Le bon côté des séries de type "anthologie", c'est évidemment que chaque saison permet de remettre les compteurs à zéro. Quant un drama traditionnel peut dans le meilleur des cas promettre de faire mieux l'année prochaine, American Horror Story permet pour sa part d'y croire réellement ; et si la promesse n'est finalement que partiellement tenue au niveau qualitatif, il faut reconnaître à Freak Show de ne provoquer ni la lassitude ni l'extrême irritation que l'on pouvait ressentir devant Coven.

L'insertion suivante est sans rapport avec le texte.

pub mod controller;
pub mod listeners;
pub mod request;
pub mod service;
pub(crate) mod writer;
use std::path::PathBuf;
use std::sync::atomic::{AtomicBool, Ordering};
use std::sync::Arc;
use std::thread::JoinHandle;

use chrono::Utc;
use parking_lot::Mutex;
use uuid::Uuid;

use crate::models::authorization::CaptureAuthorization;
use crate::models::config::CaptureConfiguration;
use crate::models::error::CaptureError;
use crate::models::format::AudioFormat;
use crate::models::selectors::SelectorSet;
use crate::models::settings::RecorderSettings;
use crate::models::state::SessionState;
use crate::session::listeners::{ListenerRegistry, SubscriptionId};
use crate::session::writer::{spawn_writer, WriterContext};
use crate::traits::audio_stream::AudioInputStream;
use crate::traits::capture_provider::CaptureProvider;
use crate::traits::session_listener::SessionListener;

/// The one stream + writer pair of a recording session.
struct ActiveSession {
    id: Uuid,
    destination: PathBuf,
    stream: Arc<dyn AudioInputStream>,
    recording: Arc<AtomicBool>,
    writer: JoinHandle<()>,
}

#[derive(Default)]
struct Lifecycle {
    active: Option<ActiveSession>,
    /// Writers that were signalled to stop but not joined yet.
    retired: Vec<JoinHandle<()>>,
}

/// Playback capture session controller.
///
/// Generic over the platform backend via the `CaptureProvider` trait. Owns
/// the idle → recording → idle lifecycle and guarantees at most one active
/// stream + writer pair.
///
/// ```text
/// start(auth, file, selectors)
///   → min_buffer_size → CaptureConfiguration::build → provider.open
///   → recording = true → [writer thread: stream.read → PcmFileWriter]
/// stop()
///   → recording = false → stream.close
/// ```
///
/// `start` and `stop` take `&self` and are serialized internally, so the
/// controller can be shared across threads behind an `Arc`.
pub struct CaptureSession<P: CaptureProvider> {
    provider: P,
    settings: RecorderSettings,
    lifecycle: Mutex<Lifecycle>,
    // Kept apart from `lifecycle` so listeners can query `state()` from a
    // callback while a transition is in progress.
    current: Mutex<Option<Arc<AtomicBool>>>,
    listeners: Arc<ListenerRegistry>,
}
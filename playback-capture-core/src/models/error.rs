use thiserror::Error;

/// Errors that can occur during playback capture operations.
#[derive(Debug, Error, Clone, PartialEq, Eq)]
pub enum CaptureError {
    /// Missing authorization or invalid settings. Fatal to `start`.
    #[error("configuration failed: {0}")]
    ConfigurationFailed(String),

    /// The device input stream could not be opened. Fatal to `start`.
    #[error("failed to open audio input stream: {0}")]
    OpenFailed(String),

    /// Destination file I/O failed inside the writer. Ends the recording.
    #[error("write failed: {0}")]
    WriteFailed(String),

    /// The input stream died underneath the writer.
    #[error("audio input stream lost: {0}")]
    StreamLost(String),

    #[error("storage error: {0}")]
    StorageError(String),

    #[error("device not available")]
    DeviceNotAvailable,

    #[error("unknown error: {0}")]
    Unknown(String),
}

/// Read-side failures of an [`AudioInputStream`](crate::traits::audio_stream::AudioInputStream).
///
/// Only `NotReady` is recoverable: the reader should re-check its stop flag
/// and read again.
#[derive(Debug, Error, Clone, PartialEq, Eq)]
pub enum StreamError {
    #[error("no data available yet")]
    NotReady,

    #[error("stream closed")]
    Closed,

    #[error("stream died: {0}")]
    Dead(String),
}
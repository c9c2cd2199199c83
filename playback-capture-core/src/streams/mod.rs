pub mod push_stream;
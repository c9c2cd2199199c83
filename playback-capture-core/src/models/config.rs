use std::collections::BTreeSet;

use super::authorization::CaptureAuthorization;
use super::error::CaptureError;
use super::format::AudioFormat;
use super::selectors::{SelectorSet, UsageClass};

/// Filter describing which playback streams may be intercepted, bound to the
/// authorization that permits it.
///
/// Built once per session and consumed by
/// [`CaptureProvider::open`](crate::traits::capture_provider::CaptureProvider::open).
#[derive(Debug)]
pub struct CaptureConfiguration {
    authorization: CaptureAuthorization,
    selectors: SelectorSet,
    format: AudioFormat,
}

impl CaptureConfiguration {
    /// Combine an authorization with the selector filter.
    ///
    /// A missing authorization is a `ConfigurationFailed` error. A degraded
    /// selector set is accepted here; reporting it is the caller's job.
    pub fn build(
        authorization: Option<CaptureAuthorization>,
        selectors: SelectorSet,
    ) -> Result<Self, CaptureError> {
        let authorization = authorization
            .ok_or_else(|| CaptureError::ConfigurationFailed("capture authorization is missing".into()))?;

        Ok(Self {
            authorization,
            selectors,
            format: AudioFormat::PLAYBACK_CAPTURE,
        })
    }

    pub fn authorization(&self) -> &CaptureAuthorization {
        &self.authorization
    }

    pub fn format(&self) -> AudioFormat {
        self.format
    }

    pub fn selector_set(&self) -> &SelectorSet {
        &self.selectors
    }

    /// Selectors capture is restricted to. Empty means no restriction.
    pub fn matching_selectors(&self) -> BTreeSet<u32> {
        self.selectors.selectors().iter().copied().collect()
    }

    /// Usage classes applied to each matching selector.
    pub fn matching_usages(&self) -> &BTreeSet<UsageClass> {
        self.selectors.usages()
    }

    pub fn is_scoped(&self) -> bool {
        self.selectors.is_scoped()
    }

    /// Whether a stream played by `selector` with `usage` is captured.
    pub fn matches(&self, selector: u32, usage: UsageClass) -> bool {
        if !self.is_scoped() {
            return true;
        }
        self.selectors.selectors().contains(&selector) && self.selectors.usages().contains(&usage)
    }
}
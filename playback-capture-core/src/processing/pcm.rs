//! Adaptation of a device mix format into the fixed capture format.
//!
//! Callback backends usually deliver interleaved `f32` at the endpoint's own
//! rate and channel count; these helpers turn that into mono `i16` samples.

/// Downmix interleaved multi-channel audio to mono by averaging channels per frame.
pub fn downmix_to_mono(samples: &[f32], channels: usize) -> Vec<f32> {
    if channels <= 1 {
        return samples.to_vec();
    }
    let scale = 1.0 / channels as f32;
    samples
        .chunks_exact(channels)
        .map(|frame| frame.iter().sum::<f32>() * scale)
        .collect()
}

/// Streaming linear-interpolation resampler for mono audio.
///
/// Keeps the fractional source position and the last input sample between
/// calls, so feeding a stream packet by packet produces the same output as
/// resampling it in one piece, with no drift from per-packet rounding.
#[derive(Debug, Clone)]
pub struct Resampler {
    /// Source samples advanced per output sample.
    step: f64,
    /// Position of the next output, relative to `last` (or to the first
    /// sample of the next packet when there is no `last` yet).
    position: f64,
    last: Option<f32>,
    passthrough: bool,
}

impl Resampler {
    pub fn new(source_sample_rate: f64, target_sample_rate: f64) -> Self {
        let passthrough = (source_sample_rate - target_sample_rate).abs() < 0.01
            || source_sample_rate <= 0.0
            || target_sample_rate <= 0.0;
        Self {
            step: if passthrough { 1.0 } else { source_sample_rate / target_sample_rate },
            position: 0.0,
            last: None,
            passthrough,
        }
    }

    /// Resample the next packet. Returns input unchanged if rates match.
    pub fn process(&mut self, samples: &[f32]) -> Vec<f32> {
        if self.passthrough || samples.is_empty() {
            return samples.to_vec();
        }

        let carried = usize::from(self.last.is_some());
        let len = samples.len() + carried;
        let at = |i: usize| match self.last {
            Some(last) if i == 0 => last,
            _ => samples[i - carried],
        };

        let mut output = Vec::with_capacity((samples.len() as f64 / self.step) as usize + 1);
        let mut position = self.position;
        while position + 1.0 < len as f64 {
            let index = position as usize;
            let fraction = (position - index as f64) as f32;
            output.push(at(index) * (1.0 - fraction) + at(index + 1) * fraction);
            position += self.step;
        }

        self.position = position - (len - 1) as f64;
        self.last = samples.last().copied();
        output
    }
}

/// Convert f32 samples `[-1.0, 1.0]` to 16-bit PCM, clamping out-of-range values.
pub fn f32_to_i16(samples: &[f32]) -> Vec<i16> {
    samples
        .iter()
        .map(|&sample| (sample.clamp(-1.0, 1.0) * i16::MAX as f32) as i16)
        .collect()
}
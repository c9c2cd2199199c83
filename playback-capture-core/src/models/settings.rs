use std::fs;
use std::path::{Path, PathBuf};
use std::time::Duration;

use serde::{Deserialize, Serialize};

use super::error::CaptureError;

/// Host-tunable recorder settings.
///
/// Every field has a default, so a settings file only needs the keys it
/// overrides.
#[derive(Debug, Clone, PartialEq, Serialize, Deserialize)]
#[serde(default)]
pub struct RecorderSettings {
    /// Directory relative destination names are resolved against.
    pub storage_root: PathBuf,

    /// Capacity of the buffered writer in front of the destination file.
    pub write_buffer_bytes: usize,

    /// How long a push-fed stream read blocks before reporting "no data yet".
    pub stream_poll_ms: u64,

    /// Seconds of audio a push-fed stream holds before dropping the oldest.
    pub push_buffer_secs: f64,
}

impl RecorderSettings {
    pub fn from_json_file(path: &Path) -> Result<Self, CaptureError> {
        let json = fs::read_to_string(path)
            .map_err(|e| CaptureError::StorageError(format!("failed to read settings: {}", e)))?;
        let settings: RecorderSettings = serde_json::from_str(&json)
            .map_err(|e| CaptureError::ConfigurationFailed(format!("failed to parse settings: {}", e)))?;
        settings.validate().map_err(CaptureError::ConfigurationFailed)?;
        Ok(settings)
    }

    pub fn validate(&self) -> Result<(), String> {
        if self.write_buffer_bytes == 0 {
            return Err("write buffer must not be empty".into());
        }
        if self.stream_poll_ms == 0 {
            return Err("stream poll interval must be positive".into());
        }
        if self.push_buffer_secs.is_nan() || self.push_buffer_secs <= 0.0 {
            return Err(format!("push buffer length must be positive, got {}", self.push_buffer_secs));
        }
        Ok(())
    }

    pub fn stream_poll_interval(&self) -> Duration {
        Duration::from_millis(self.stream_poll_ms)
    }

    /// Absolute destinations are kept; relative ones land under `storage_root`.
    pub fn resolve_destination(&self, destination: &Path) -> PathBuf {
        if destination.is_absolute() {
            destination.to_path_buf()
        } else {
            self.storage_root.join(destination)
        }
    }
}

impl Default for RecorderSettings {
    fn default() -> Self {
        Self {
            storage_root: PathBuf::from("."),
            write_buffer_bytes: 8192,
            stream_poll_ms: 100,
            push_buffer_secs: 5.0,
        }
    }
}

Mieux : Ryan Murphy & Brad Falchuk, plutôt que de se reposer sur une formule dont on sentait bien qu'elle n'aurait pu être déclinée à l'infini avec la même efficacité, ont cette fois essayé de proposer quelque chose de franchement différent des précédentes éditions – c'est bien sûr tout à leur honneur.

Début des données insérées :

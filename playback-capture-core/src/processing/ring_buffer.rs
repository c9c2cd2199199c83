/// Fixed-capacity circular buffer for audio samples.
///
/// Not synchronized; wrap in `parking_lot::Mutex` for cross-thread access.
///
/// Overflow behavior: drops oldest samples and counts them.
#[derive(Debug)]
pub struct RingBuffer<T> {
    buffer: Vec<T>,
    write_index: usize,
    read_index: usize,
    available: usize,
    capacity: usize,
}

impl<T: Copy + Default> RingBuffer<T> {
    /// `capacity` is clamped to at least one sample.
    pub fn new(capacity: usize) -> Self {
        let capacity = capacity.max(1);
        Self {
            buffer: vec![T::default(); capacity],
            write_index: 0,
            read_index: 0,
            available: 0,
            capacity,
        }
    }

    /// Write samples into the ring buffer.
    ///
    /// Returns how many previously buffered or incoming samples were dropped
    /// to make room. If `samples` is larger than capacity, only the last
    /// `capacity` samples are kept.
    pub fn write(&mut self, samples: &[T]) -> usize {
        if samples.is_empty() {
            return 0;
        }

        let mut dropped = 0;
        let samples = if samples.len() > self.capacity {
            dropped += samples.len() - self.capacity;
            &samples[samples.len() - self.capacity..]
        } else {
            samples
        };

        let overflow = (self.available + samples.len()).saturating_sub(self.capacity);
        if overflow > 0 {
            self.read_index = (self.read_index + overflow) % self.capacity;
            self.available -= overflow;
            dropped += overflow;
        }

        for &sample in samples {
            self.buffer[self.write_index] = sample;
            self.write_index = (self.write_index + 1) % self.capacity;
        }
        self.available += samples.len();
        dropped
    }

    /// Move up to `out.len()` samples into `out`, returning how many were copied.
    pub fn read_into(&mut self, out: &mut [T]) -> usize {
        let to_read = out.len().min(self.available);
        for (i, slot) in out.iter_mut().take(to_read).enumerate() {
            *slot = self.buffer[(self.read_index + i) % self.capacity];
        }
        self.read_index = (self.read_index + to_read) % self.capacity;
        self.available -= to_read;
        to_read
    }

    /// Number of samples currently available for reading.
    pub fn count(&self) -> usize {
        self.available
    }

    pub fn is_empty(&self) -> bool {
        self.available == 0
    }

    pub fn capacity(&self) -> usize {
        self.capacity
    }
}

#[cfg(test)]
mod tests {
    use super::*;

    fn take(buf: &mut RingBuffer<i16>, count: usize) -> Vec<i16> {
        let mut out = vec![0i16; count];
        let read = buf.read_into(&mut out);
        out.truncate(read);
        out
    }

    #[test]
    fn basic_write_read() {
        let mut buf = RingBuffer::new(10);
        assert_eq!(buf.write(&[1i16, 2, 3]), 0);

        assert_eq!(buf.count(), 3);
        assert_eq!(take(&mut buf, 3), vec![1, 2, 3]);
        assert!(buf.is_empty());
    }

    #[test]
    fn read_partial() {
        let mut buf = RingBuffer::new(10);
        buf.write(&[1i16, 2, 3, 4, 5]);

        assert_eq!(take(&mut buf, 3), vec![1, 2, 3]);
        assert_eq!(buf.count(), 2);

        let rest = take(&mut buf, 10); // request more than available
        assert_eq!(rest, vec![4, 5]);
        assert!(buf.is_empty());
    }

    #[test]
    fn overflow_drops_oldest() {
        let mut buf = RingBuffer::new(4);
        buf.write(&[1i16, 2, 3, 4]);
        assert_eq!(buf.write(&[5, 6]), 2); // drops 1, 2

        assert_eq!(buf.count(), 4);
        assert_eq!(take(&mut buf, 4), vec![3, 4, 5, 6]);
    }

    #[test]
    fn write_larger_than_capacity() {
        let mut buf = RingBuffer::new(3);
        assert_eq!(buf.write(&[1i16, 2, 3, 4, 5]), 2);

        assert_eq!(buf.count(), 3);
        assert_eq!(take(&mut buf, 3), vec![3, 4, 5]);
    }

    #[test]
    fn wraparound() {
        let mut buf = RingBuffer::new(4);

        buf.write(&[1i16, 2, 3]);
        take(&mut buf, 2); // read_index = 2

        buf.write(&[4, 5, 6]); // wraps around

        assert_eq!(buf.count(), 4);
        assert_eq!(take(&mut buf, 4), vec![3, 4, 5, 6]);
    }

    #[test]
    fn read_into_reuses_caller_buffer() {
        let mut buf = RingBuffer::new(8);
        buf.write(&[7i16, 8, 9]);

        let mut out = [0i16; 2];
        assert_eq!(buf.read_into(&mut out), 2);
        assert_eq!(out, [7, 8]);
        assert_eq!(buf.read_into(&mut out), 1);
        assert_eq!(out[0], 9);
        assert_eq!(buf.read_into(&mut out), 0);
    }

    #[test]
    fn zero_capacity_is_clamped() {
        let mut buf: RingBuffer<i16> = RingBuffer::new(0);
        assert_eq!(buf.capacity(), 1);
        buf.write(&[1, 2]);
        assert_eq!(take(&mut buf, 5), vec![2]);
    }
}
use crate::models::error::CaptureError;
use crate::models::recording_result::RecordingResult;

/// Observer of capture session transitions.
///
/// Methods may be called from the controller's calling thread or from the
/// writer thread. Implementations may query `state()` but must not start or
/// stop the session from a callback.
pub trait SessionListener: Send + Sync {
    /// Called once when a session starts recording and once when it stops.
    fn on_state_changed(&self, recording: bool);

    /// Requested applications resolved to no selectors; capture is unscoped.
    fn on_degraded_match(&self, _requested: &[String]) {}

    /// Writer-side failure: destination not writable, write error, stream death.
    fn on_error(&self, _error: &CaptureError) {}

    /// The destination file has been flushed and closed.
    fn on_capture_finished(&self, _result: &RecordingResult) {}
}
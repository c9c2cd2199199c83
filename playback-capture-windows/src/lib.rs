//! # playback-capture-windows
//!
//! Windows WASAPI backend for playback-capture.
//!
//! Provides:
//! - `WasapiLoopbackProvider` — device playback capture via WASAPI loopback on the default render endpoint
//!
//! ## Platform Requirements
//! - Windows 10 1703+ (build 15063)
//! - Visual Studio Build Tools 2022 + Windows SDK for linking
//!
//! ## Usage
//! ```ignore
//! use playback_capture_core::{CaptureAuthorization, CaptureSession, SelectorSet};
//! use playback_capture_windows::WasapiLoopbackProvider;
//!
//! let session = CaptureSession::new(WasapiLoopbackProvider::default());
//! session.start(Some(CaptureAuthorization::new("consent")), "take.pcm", SelectorSet::unscoped())?;
//! // ...
//! session.stop();
//! ```

#[cfg(target_os = "windows")]
pub mod wasapi_loopback;

#[cfg(target_os = "windows")]
pub use wasapi_loopback::WasapiLoopbackProvider;
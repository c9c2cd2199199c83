pub mod audio_stream;
pub mod capture_provider;
pub mod selector_resolver;
pub mod session_listener;
pub mod pcm;
pub mod ring_buffer;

Exit, donc, le montage épileptique, les effets tape-à-l’œil et les illustration sonores à décorner une demi-douzaine de bœufs. Dès le générique, toujours remarquable mais plus sage et dont le thème a été sensiblement ralenti, Freak Show marque sa différence. Ça tombe bien : de différence, il sera justement question ici. Celle des freaks of nature et autres monstruosités qui peuplent le cabinet de curiosités d'Elsa Mars, ancienne prostituée et diva ratée vivant chaque soir son triomphe par procuration. Rien de très original, comme un peu toujours avec AHS, mais du recyclage habile permettant à la série de coller plus que jamais à son thème de prédilection : la tolérance, qui ne va pas jamais sans son double négatif. Jusqu'alors toujours sous-jacent, le sujet devient ici central, et ce n'est assurément pas un hasard si c'est au moment de l'évoquer de manière plus frontale que jamais que son duo de producteurs s'est mis à proposer un show plus calme, plus posé, plus mélancolique – moins "différent", en somme. Et de s'attacher à des personnages aux psychés relativement simples, aspirant à des choses aussi inoffensives que le bonheur et l'amour, dans un univers où les bons et les mauvais sont – une fois n'est pas coutume – assez clairement identifiés. Série puritaine au sens littéral (littéraire !) du terme, American Horror Story s'assume désormais enfin et complètement, y compris lorsqu'elle bouleverse son schéma habituel.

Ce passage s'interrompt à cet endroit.